Stored data:
■ ■ ■

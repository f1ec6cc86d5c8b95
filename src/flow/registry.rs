//! Component registry and activation

use super::component::{Component, ComponentContext, ValidationResult};
use super::table::reachable_steps;
use super::ComponentId;
use crate::error::{ComponentError, FlowError};
use std::collections::HashMap;
use std::sync::{Mutex, PoisonError};
use std::time::{Duration, Instant};

pub type ComponentFactory = fn() -> Box<dyn Component>;

struct CachedInstance {
    instance: Box<dyn Component>,
    cached_at: Instant,
}

/// Name-to-factory map plus the instance cache used between a prompt and
/// its reply.
///
/// The cache lives in this process only. Components persist everything they
/// need through `update_component_data`, so a reply handled by another
/// process (or after eviction) sees a fresh instance and still behaves
/// correctly; the cache only preserves in-memory diagnostics.
pub struct ComponentRegistry {
    factories: HashMap<ComponentId, ComponentFactory>,
    cache: Mutex<HashMap<(String, ComponentId), CachedInstance>>,
    cache_ttl: Duration,
}

impl ComponentRegistry {
    pub fn new(cache_ttl: Duration) -> Self {
        Self {
            factories: HashMap::new(),
            cache: Mutex::new(HashMap::new()),
            cache_ttl,
        }
    }

    /// Registry with every built-in component
    pub fn with_defaults(cache_ttl: Duration) -> Self {
        let mut registry = Self::new(cache_ttl);
        crate::components::register_all(&mut registry);
        registry
    }

    pub fn register(&mut self, id: ComponentId, factory: ComponentFactory) {
        if self.factories.insert(id, factory).is_some() {
            tracing::warn!(component = %id, "Component registered twice, keeping the last factory");
        }
    }

    pub fn contains(&self, id: ComponentId) -> bool {
        self.factories.contains_key(&id)
    }

    /// Fresh instance of a registered component
    pub fn create(&self, id: ComponentId) -> Result<Box<dyn Component>, FlowError> {
        self.factories
            .get(&id)
            .map(|factory| factory())
            .ok_or_else(|| ComponentError::unknown_component(id).into())
    }

    /// Check every component the flow table can reach is registered under
    /// the id it reports. Run once at startup.
    pub fn verify_table(&self) -> Result<(), FlowError> {
        for step in reachable_steps() {
            let instance = self.create(step.component).map_err(|e| {
                tracing::error!(%step, "Flow table references an unregistered component");
                e
            })?;
            if instance.id() != step.component {
                return Err(ComponentError::invalid_state(
                    step.component,
                    format!("factory builds {} instead", instance.id()),
                )
                .into());
            }
        }
        Ok(())
    }

    /// Run the component at the current step against `ctx`.
    ///
    /// While the channel is awaiting input, the instance that sent the
    /// prompt is reused if this process still holds it.
    pub async fn activate(
        &self,
        ctx: &ComponentContext,
        id: ComponentId,
    ) -> Result<ValidationResult, FlowError> {
        let key = (ctx.state().identity().state_key(), id);
        let awaiting = ctx.state().is_awaiting_input().await?;

        let cached = if awaiting {
            self.take_cached(&key)
        } else {
            self.evict(&key);
            None
        };
        let reused = cached.is_some();
        let mut instance = match cached {
            Some(instance) => instance,
            None => self.create(id)?,
        };

        tracing::debug!(
            channel = %ctx.state().identity(),
            component = %id,
            kind = ?instance.kind(),
            reused,
            "Activating component"
        );

        let result = instance.validate(ctx, None).await?;

        // A rejected API call can hand the wait over to another component
        let waits_here = ctx
            .state()
            .component_data()
            .await?
            .is_some_and(|cd| cd.awaiting_input && cd.component == id);
        if waits_here {
            self.store_cached(key, instance);
        } else {
            let tracker = instance.tracker();
            tracing::debug!(
                component = %id,
                attempts = tracker.attempts,
                last_error = ?tracker.last_error,
                "Component finished"
            );
        }
        Ok(result)
    }

    fn take_cached(&self, key: &(String, ComponentId)) -> Option<Box<dyn Component>> {
        let mut cache = self.cache.lock().unwrap_or_else(PoisonError::into_inner);
        let ttl = self.cache_ttl;
        cache.retain(|_, entry| entry.cached_at.elapsed() < ttl);
        cache.remove(key).map(|entry| entry.instance)
    }

    fn store_cached(&self, key: (String, ComponentId), instance: Box<dyn Component>) {
        self.cache
            .lock()
            .unwrap_or_else(PoisonError::into_inner)
            .insert(
                key,
                CachedInstance {
                    instance,
                    cached_at: Instant::now(),
                },
            );
    }

    fn evict(&self, key: &(String, ComponentId)) {
        self.cache
            .lock()
            .unwrap_or_else(PoisonError::into_inner)
            .remove(key);
    }

    #[cfg(test)]
    pub fn cached_instances(&self) -> usize {
        self.cache.lock().unwrap_or_else(PoisonError::into_inner).len()
    }
}

#[cfg(test)]
mod tests {
    use super::*;
    use crate::error::ComponentErrorKind;
    use crate::flow::{FlowPath, Message, Step};
    use crate::ports::ApiError;
    use crate::testing::Harness;
    use serde_json::{json, Map};

    fn registry() -> ComponentRegistry {
        ComponentRegistry::with_defaults(Duration::from_secs(60))
    }

    #[test]
    fn test_default_registry_covers_flow_table() {
        registry().verify_table().unwrap();
    }

    #[test]
    fn test_empty_registry_fails_verification() {
        let err = ComponentRegistry::new(Duration::from_secs(60))
            .verify_table()
            .unwrap_err();
        assert!(matches!(
            err,
            FlowError::Component(ComponentError { kind: ComponentErrorKind::UnknownComponent, .. })
        ));
    }

    #[tokio::test]
    async fn test_rejected_api_call_is_not_cached() {
        let harness = Harness::new();
        let registry = registry();
        harness
            .logged_in_at(
                Step::new(FlowPath::OfferSecured, ComponentId::ValidateHandleApiCall),
                false,
            )
            .await;
        let mut data = Map::new();
        data.insert("handle".to_string(), json!("nobody"));
        harness.state().update_component_data(data).await.unwrap();
        harness
            .api
            .queue_handle(Err(ApiError::business("Handle not found")));

        let ctx = harness.context(false);
        let result = registry
            .activate(&ctx, ComponentId::ValidateHandleApiCall)
            .await
            .unwrap();

        assert!(!result.is_success());
        assert_eq!(registry.cached_instances(), 0);
        assert_eq!(
            harness.state().get_component().await.unwrap(),
            Some(ComponentId::HandleInput)
        );
        assert!(harness.state().is_awaiting_input().await.unwrap());
    }

    #[tokio::test]
    async fn test_instance_cached_while_awaiting_and_dropped_after() {
        let harness = Harness::new();
        let registry = registry();
        let ctx = harness.context(false);
        ctx.state().initialize_channel(false).await.unwrap();
        let step = Step::new(FlowPath::OfferSecured, ComponentId::AmountInput);
        ctx.state()
            .update_flow_state(step, Map::new(), None, false)
            .await
            .unwrap();

        registry.activate(&ctx, ComponentId::AmountInput).await.unwrap();
        assert_eq!(registry.cached_instances(), 1);

        ctx.state()
            .set_incoming_message(Some(Message::text("25")))
            .await
            .unwrap();
        let result = registry.activate(&ctx, ComponentId::AmountInput).await.unwrap();

        assert!(result.is_success());
        assert_eq!(registry.cached_instances(), 0);
    }

    #[tokio::test]
    async fn test_expired_cache_entries_are_dropped() {
        let harness = Harness::new();
        let registry = ComponentRegistry::with_defaults(Duration::from_millis(1));
        let ctx = harness.context(false);
        ctx.state().initialize_channel(false).await.unwrap();
        ctx.state()
            .update_flow_state(
                Step::new(FlowPath::OfferSecured, ComponentId::AmountInput),
                Map::new(),
                None,
                false,
            )
            .await
            .unwrap();

        registry.activate(&ctx, ComponentId::AmountInput).await.unwrap();
        tokio::time::sleep(Duration::from_millis(5)).await;

        assert!(registry
            .take_cached(&(ctx.state().identity().state_key(), ComponentId::AmountInput))
            .is_none());
    }
}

■ ■ ■

[What you need to do]:
Find the word "struct" in the entries and show each line where it is found.

[Solution]:
struct CachedInstance {
pub struct ComponentRegistry {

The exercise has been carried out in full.